▸ **Your task**: Using the material that follows, identify and copy each line with the string "Serialize".

▸ **Records to process**:
=====

//! Pricing for extending an existing booking.
//!
//! Only the added weeks are charged, and only their nights count
//! towards the seasonal discount.  The duration discount, however, is
//! looked up with the whole stay (original plus extension), so a guest
//! who stays on unlocks the longer-stay rate for the weeks they add.

use crate::engine::{ChargedStay, PricingEngine};
use crate::error::{PricingError, Result};
use crate::models::{Accommodation, AppliedDiscount, PricingDetails, Week};
use crate::seasons::selection_breakdown;
use crate::weeks::{selection_bounds, validate_selection, StayLength};
use chrono::NaiveDate;
use serde::{Deserialize, Serialize};

/// The stored booking being extended.
#[derive(Debug, Clone, PartialEq, Serialize, Deserialize)]
pub struct OriginalBooking {
    pub id: String,
    pub check_in: NaiveDate,
    pub check_out: NaiveDate,
    #[serde(default)]
    pub accommodation: Option<Accommodation>,
}

#[derive(Debug, Clone, Serialize, Deserialize)]
pub struct ExtensionInput {
    pub booking: OriginalBooking,
    pub extension_weeks: Vec<Week>,
    #[serde(default)]
    pub food_contribution: Option<f64>,
    #[serde(default)]
    pub discount: Option<AppliedDiscount>,
}

impl ExtensionInput {
    /// Extension weeks must be a valid selection that starts no earlier
    /// than the original check-out.
    pub fn validate(&self) -> Result<()> {
        validate_selection(&self.extension_weeks)?;
        if let Some(first) = self.extension_weeks.first() {
            if first.start_date < self.booking.check_out {
                return Err(PricingError::OverlappingWeeks {
                    id: first.id.clone(),
                    previous: self.booking.id.clone(),
                });
            }
        }
        Ok(())
    }
}

#[derive(Debug, Clone, PartialEq, Serialize, Deserialize)]
pub struct ExtensionPricing {
    pub booking_id: String,
    pub original_nights: u32,
    /// Original stay in weeks, one decimal, for display.
    pub original_weeks: f64,
    /// Original stay in weeks rounded up, as counted for the discount.
    pub original_discount_weeks: u32,
    pub extension_complete_weeks: u32,
    /// Weeks the duration discount was looked up with.
    pub combined_discount_weeks: u32,
    /// Check-out date once the extension is booked.
    pub new_check_out: Option<NaiveDate>,
    /// Charges for the extension weeks only.
    pub pricing: PricingDetails,
}

impl PricingEngine {
    pub fn price_extension(&self, input: &ExtensionInput) -> ExtensionPricing {
        let booking = &input.booking;
        let original = StayLength::from_dates(booking.check_in, booking.check_out);
        let extension = StayLength::from_weeks(&input.extension_weeks);
        let original_discount_weeks = original.rounded_up_weeks();
        let combined_discount_weeks = original_discount_weeks + extension.complete_weeks;

        let breakdown = selection_breakdown(self.calendar(), &input.extension_weeks);
        let pricing = self.price_stay(ChargedStay {
            stay: extension,
            breakdown: &breakdown,
            discount_weeks: combined_discount_weeks,
            food_rate_nights: original.total_nights + extension.total_nights,
            accommodation: booking.accommodation.as_ref(),
            food_contribution: input.food_contribution,
            discount: input.discount.as_ref(),
        });

        tracing::debug!(
            booking = %booking.id,
            original_nights = original.total_nights,
            extension_nights = extension.total_nights,
            combined_discount_weeks,
            total = pricing.total_amount,
            "priced extension"
        );

        ExtensionPricing {
            booking_id: booking.id.clone(),
            original_nights: original.total_nights,
            original_weeks: original.display_weeks,
            original_discount_weeks,
            extension_complete_weeks: extension.complete_weeks,
            combined_discount_weeks,
            new_check_out: selection_bounds(&input.extension_weeks).map(|(_, end)| end),
            pricing,
        }
    }
}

=====

▸ **Exercise answer**:
use serde::{Deserialize, Serialize};
#[derive(Debug, Clone, PartialEq, Serialize, Deserialize)]
#[derive(Debug, Clone, Serialize, Deserialize)]
#[derive(Debug, Clone, PartialEq, Serialize, Deserialize)]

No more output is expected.